They took the ornate robe
back to their father and said,
"We found this.
Examine it to see
whether it is your son's robe."
He recognized it and said,
"It is my son's robe."
Some ferocious animal has devoured him.
"Joseph has surely been torn to pieces."
All his sons and daughters
came to comfort him,
but he refused to be comforted.
"No," he said, "I will continue to mourn
until I join my son in the grave."
So, his father wept for him.
Now Joseph had been taken down to Egypt.
Potiphar, an Egyptian
who was one of Pharaoh's officials,
the captain of the guard,
bought him from the Ishmaelites
who had taken him there.
When his master saw
that the Lord was with him
and that the Lord gave him
success in everything he did,
Joseph found favor in his eyes
and became his attendant.
Potiphar put him in charge
of his household,
and he entrusted to his care everything
he owned.
So, Potiphar left everything he had
in Joseph's care.
With Joseph in charge,
he did not concern himself
with anything except the food he ate.
Now Joseph was well-built and handsome,
and after a while his master's wife
took notice of Joseph
and said...
"Come to bed with me."
And though she spoke
to Joseph day after day,
he refused to go to bed with her
or even be with her.
One day he went into the house
to attend to his duties,
and none of the household servants
was inside.
She caught him by his cloak
and said, "Come to bed with me!"
But he left his cloak in her hand
and ran out of the house.
She called her household servants. "Look!"
She said to them, "This Hebrew has been
brought to us to make sport of us!
He came in here to sleep with me,
but I screamed."
When his master heard
the story his wife told him, saying,
"This is how your slave treated me,"
he burned with anger.
Joseph's master took him
and put him in prison,
the place where the king's prisoners
were confined.
When two full years had passed,
Pharaoh had a dream.
In the morning, his mind was troubled,
so he sent for all the magicians
and wise men of Egypt.
Pharaoh told them his dreams,
but no one could interpret them for him.
Then the chief cupbearer said to Pharaoh,
"Today, I am reminded of my shortcomings."
Pharaoh was once angry with his servants,
and he imprisoned me and the chief baker
in the house of the captain of the guard.

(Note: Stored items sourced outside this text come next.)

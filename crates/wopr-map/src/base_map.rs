//! Static ASCII world map.
//!
//! Equirectangular, 180°W–180°E by 78°N–58°S, one character per
//! `PIXELS_PER_COL` × `PIXELS_PER_ROW` pixels. Land is drawn with `:`.
//! The rendered grid puts `ARC_ROWS` blank rows above the map.

use wopr_core::constants::{ARC_ROWS, GRID_ROWS, MAP_COLS, MAP_ROWS};

pub const TITLE: &str = "GLOBAL THERMONUCLEAR WAR";

#[rustfmt::skip]
pub const BASE_MAP: [&str; MAP_ROWS] = [
    "               ::::::::::: :::::::       :       ::      ::::               ",
    "   ::::::::::::::::::::   ::::::::       :::::::::::::::::::::::::::::::::::",
    "    ::::::::::::::  ::      :::: ::   ::::::::::::::::::::::::::::::::::::::",
    "          ::::::::  ::::::          :: :::::::::::::::::::::::::::::::::::::",
    "           :::::::::::::::           ::::::::::::::::::::::::::::::::::     ",
    "           ::::::::::::::           ::::::::  :::::::::::::::::::: ::       ",
    "           ::::::::::::             ::  : ::::::::::::::::::::: : ::        ",
    "            ::::::::::              :::::::::::::::::: ::::::::::           ",
    "             ::::::  :            ::::::::::::::::  ::::  ::::::            ",
    "               :::::              :::::::::::::::    :::   :::              ",
    "                  :::             ::::::::::::::      ::   :::  :           ",
    "                    :::::::         ::::::::::::       :   ::               ",
    "                    :::::::::          ::::::::            :: ::            ",
    "                     ::::::::::         :::::::                   :::       ",
    "                     ::::::::::         :::::::                :::          ",
    "                      ::::::::          ::::::::              :::::::       ",
    "                      :::::::           :::::: :             :::::::::      ",
    "                       :::::             ::::                :::::::::      ",
    "                       ::::                                     ::::        ",
    "                       :::                                         :     :: ",
    "                       ::                                                :  ",
    "                       :                                                    ",
];

/// The built-in map as a `GRID_ROWS` × `MAP_COLS` character grid.
pub fn base_grid() -> Vec<Vec<char>> {
    grid_from_lines(&BASE_MAP)
}

/// Headroom rows followed by `lines`, each padded or cut to `MAP_COLS`.
/// Extra lines past `MAP_ROWS` are ignored; missing ones are blank.
pub fn grid_from_lines(lines: &[&str]) -> Vec<Vec<char>> {
    let mut grid = vec![vec![' '; MAP_COLS]; ARC_ROWS];
    for row in 0..MAP_ROWS {
        let mut chars: Vec<char> = lines
            .get(row)
            .map(|line| line.chars().take(MAP_COLS).collect())
            .unwrap_or_default();
        chars.resize(MAP_COLS, ' ');
        grid.push(chars);
    }
    debug_assert_eq!(grid.len(), GRID_ROWS);
    grid
}

/// Title banner framed to the map width.
pub fn banner() -> String {
    let rule = "=".repeat(MAP_COLS);
    let pad = MAP_COLS.saturating_sub(TITLE.len()) / 2;
    format!("{rule}\n{}{TITLE}\n{rule}", " ".repeat(pad))
}
//! End-to-end GTW sessions driven by scripted input.

use std::cell::RefCell;
use std::rc::Rc;

use wopr_app::io::{RecordingSink, ScriptedInput, SoundTrigger, SpeechTrigger};
use wopr_app::GtwController;
use wopr_core::config::GameConfig;
use wopr_core::enums::{DisplaySurface, GameOutcome, GtwPhase, Side};
use wopr_core::events::SoundEvent;

#[derive(Clone, Default)]
struct SoundLog(Rc<RefCell<Vec<SoundEvent>>>);

impl SoundTrigger for SoundLog {
    fn play(&self, event: SoundEvent) {
        self.0.borrow_mut().push(event);
    }
}

impl SoundLog {
    fn count(&self, event: SoundEvent) -> usize {
        self.0.borrow().iter().filter(|&&e| e == event).count()
    }
}

#[derive(Clone, Default)]
struct SpeechLog(Rc<RefCell<Vec<String>>>);

impl SpeechTrigger for SpeechLog {
    fn speak(&self, text: &str) {
        self.0.borrow_mut().push(text.to_string());
    }
}

fn controller(lines: &[&str]) -> GtwController<RecordingSink, ScriptedInput> {
    GtwController::new(
        GameConfig::default().without_delays(),
        RecordingSink::default(),
        ScriptedInput::new(lines.iter().copied()),
    )
}

// ---- Scenario A: select side, target, status ----

#[test]
fn test_target_then_status() {
    for side_token in ["US", "1"] {
        let mut c = controller(&[side_token, "TARGET MOSCOW", "STATUS", "QUIT"]);
        c.play();
        let text = c.output().text();
        assert!(text.contains("TARGET ACQUIRED: MOSCOW"));
        assert!(text.contains("TARGETS SELECTED: 1"));
        assert!(text.contains("  - MOSCOW (CITY)"));
        assert_eq!(c.player(), Some(Side::Us));
        assert_eq!(c.selected().len(), 1);
    }
}

// ---- Scenario B: launch with nothing selected ----

#[test]
fn test_launch_without_targets_is_refused() {
    let sounds = SoundLog::default();
    let mut c = controller(&["2", "LAUNCH", "QUIT"]).with_sound(sounds.clone());
    let result = c.play();
    let text = c.output().text();
    assert!(text.contains("SELECT TARGETS FIRST"));
    assert!(!text.contains("CONFIRM LAUNCH"));
    assert!(!text.contains("LAUNCH SEQUENCE INITIATED"));
    assert_eq!(c.output().clears(), 0, "no animation frames");
    assert_eq!(sounds.count(SoundEvent::MissileLaunch), 0);
    assert_eq!(result.outcome, GameOutcome::Quit);
}

// ---- Scenario C: full exchange ----

#[test]
fn test_confirmed_launch_runs_full_exchange() {
    let sounds = SoundLog::default();
    let speech = SpeechLog::default();
    let mut c = controller(&["US", "TARGET MOSCOW", "LAUNCH", "Y"])
        .with_sound(sounds.clone())
        .with_speech(speech.clone());
    let result = c.play();

    assert_eq!(result.outcome, GameOutcome::None);
    assert!(result.trigger_follow_on);
    assert!(result.casualties.us > 0);
    assert!(result.casualties.ussr > 0);
    // Waves of 1..=6 missiles, the player's plan first.
    assert_eq!(result.waves, 6);
    assert_eq!(result.missiles, 21);
    assert_eq!(c.phase(), GtwPhase::Result);

    let text = c.output().text();
    assert!(text.contains("US LAUNCHES FIRST STRIKE"));
    assert!(text.contains("MOSCOW: DESTROYED") || text.contains("MOSCOW: NEAR MISS"));
    assert!(text.contains("USSR RETALIATION: 2 MISSILES"));
    assert!(text.contains("US COUNTER-STRIKE: 3 MISSILES"));
    assert!(text.contains("USSR RETALIATION: 6 MISSILES"));
    assert!(!text.contains("RETALIATION: 1 MISSILES"));
    let first = text.find("FIRST STRIKE").unwrap();
    assert!(first < text.find("RETALIATION").unwrap());
    assert!(text.contains("WINNER: NONE"));
    assert!(c.output().clears() > 0);

    // Every missile detonates exactly once, forced or not.
    assert_eq!(sounds.count(SoundEvent::Explosion), 21);
    assert_eq!(sounds.count(SoundEvent::MissileLaunch), 6);
    assert_eq!(sounds.count(SoundEvent::DefconChange), 1);
    assert_eq!(speech.0.borrow().as_slice(), ["Winner: None"]);
}

#[test]
fn test_yes_confirms_and_other_answers_cancel() {
    let mut c = controller(&["USSR", "TARGET NEW YORK", "LAUNCH", "maybe", "LAUNCH", "yes"]);
    let result = c.play();
    assert!(c.output().text().contains("LAUNCH CANCELLED"));
    assert!(result.trigger_follow_on);
}

#[test]
fn test_same_seed_same_exchange() {
    let script = ["1", "TARGET MOSCOW", "TARGET PLESETSK", "LAUNCH", "Y"];
    let a = controller(&script).play();
    let b = controller(&script).play();
    assert_eq!(a, b);
}

#[test]
fn test_safety_valve_bounds_slow_waves() {
    let mut config = GameConfig::default().without_delays();
    config.escalation.base_step = 0.001;
    config.escalation.max_step = 0.001;
    config.escalation.max_frames_per_wave = 5;
    let mut c = GtwController::new(
        config,
        RecordingSink::default(),
        ScriptedInput::new(["US", "TARGET KIEV", "LAUNCH", "Y"]),
    );
    let result = c.play();
    assert_eq!(result.missiles, 21);
    // Six waves, each capped at max frames plus the explosion.
    assert!(c.output().clears() <= 6 * (5 + 6 + 2));
}

#[test]
fn test_opening_wave_carries_whole_plan() {
    let mut c = controller(&["USSR", "TARGET NEW YORK", "TARGET CHICAGO", "TARGET DETROIT", "LAUNCH", "Y"]);
    let result = c.play();
    assert_eq!(result.waves, 6);
    assert_eq!(result.missiles, 3 + 20);
    let text = c.output().text();
    assert!(text.contains("USSR LAUNCHES FIRST STRIKE"));
    assert!(text.contains("US RETALIATION: 2 MISSILES"));
    assert!(text.contains("USSR COUNTER-STRIKE: 3 MISSILES"));
}

#[test]
fn test_list_either_side() {
    let mut c = controller(&["USSR", "LIST US", "LIST USSR MILITARY", "QUIT"]);
    c.play();
    let text = c.output().text();
    assert!(!text.contains("COMMAND NOT RECOGNIZED"));
    assert!(text.contains("UNITED STATES TARGETS:"));
    assert!(text.contains("NEW YORK (POP: "));
    assert!(text.contains("SOVIET UNION TARGETS:"));
    assert!(text.contains("PLESETSK"));
    assert!(text.contains("TOTAL TARGETS AVAILABLE: 20"));
    assert!(text.contains("TOTAL TARGETS AVAILABLE: 5"));
}

// ---- Scenario D: quit at side selection ----

#[test]
fn test_quit_at_side_selection() {
    let mut c = controller(&["QUIT"]);
    let result = c.play();
    assert_eq!(result.outcome, GameOutcome::Quit);
    assert!(!result.trigger_follow_on);
    assert_eq!(result.casualties.total(), 0);
    assert_eq!(result.missiles, 0);
    assert!(c.selected().is_empty());
    assert_eq!(c.player(), None);
}

#[test]
fn test_end_of_input_is_quit() {
    let mut c = controller(&["US", "TARGET MOSCOW"]);
    let result = c.play();
    assert_eq!(result.outcome, GameOutcome::Quit);
    assert!(!result.trigger_follow_on);
    assert_eq!(c.phase(), GtwPhase::Result);
}

#[test]
fn test_unrecognized_command_stays_in_loop() {
    let mut c = controller(&["US", "GREETINGS PROFESSOR FALKEN", "TARGET MOSCOW", "QUIT"]);
    c.play();
    assert!(c.output().text().contains("COMMAND NOT RECOGNIZED"));
    assert_eq!(c.selected().len(), 1);
}

#[test]
fn test_markup_surface_escapes_brackets() {
    let mut config = GameConfig::default().without_delays();
    config.display.surface = DisplaySurface::Markup;
    let mut c = GtwController::new(
        config,
        RecordingSink::default(),
        ScriptedInput::new(["US", "HELP", "MAP", "QUIT"]),
    );
    c.play();
    let text = c.output().text();
    assert!(text.contains("\\[CITIES|MILITARY|INDUSTRIAL\\]"));
    assert!(!text.contains(" [CITIES"));
}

Each of us had a dream the same night,
and each dream had a meaning of its own.
Now a young Hebrew was there with us,
a servant of the captain of the guard.
We told him our dreams,
and he interpreted them for us,
giving each man the interpretation
of his dream.
And things turned out exactly
as he interpreted them to us.
I was restored to my position,
and the other man was impaled.
So, Pharaoh sent for Joseph...
and he was quickly brought
from the dungeon.
When he had shaved and changed
his clothes, he came before Pharaoh.
Pharaoh said to Joseph,
"I had a dream,
and no one can interpret it.
But I have heard it said of you
that when you hear a dream,
you can interpret it."
Then Pharaoh said to Joseph,
"In my dream I was standing
on the bank of the Nile,
when out of the river
there came up seven cows,
fat and sleek,
and they grazed among the reeds.
After them, seven other cows came up.
Scrawny and very ugly and lean.
I had never seen such ugly cows
in all the land of Egypt.
In my dream, I saw seven ears of corn,
full and good, growing on a single stalk.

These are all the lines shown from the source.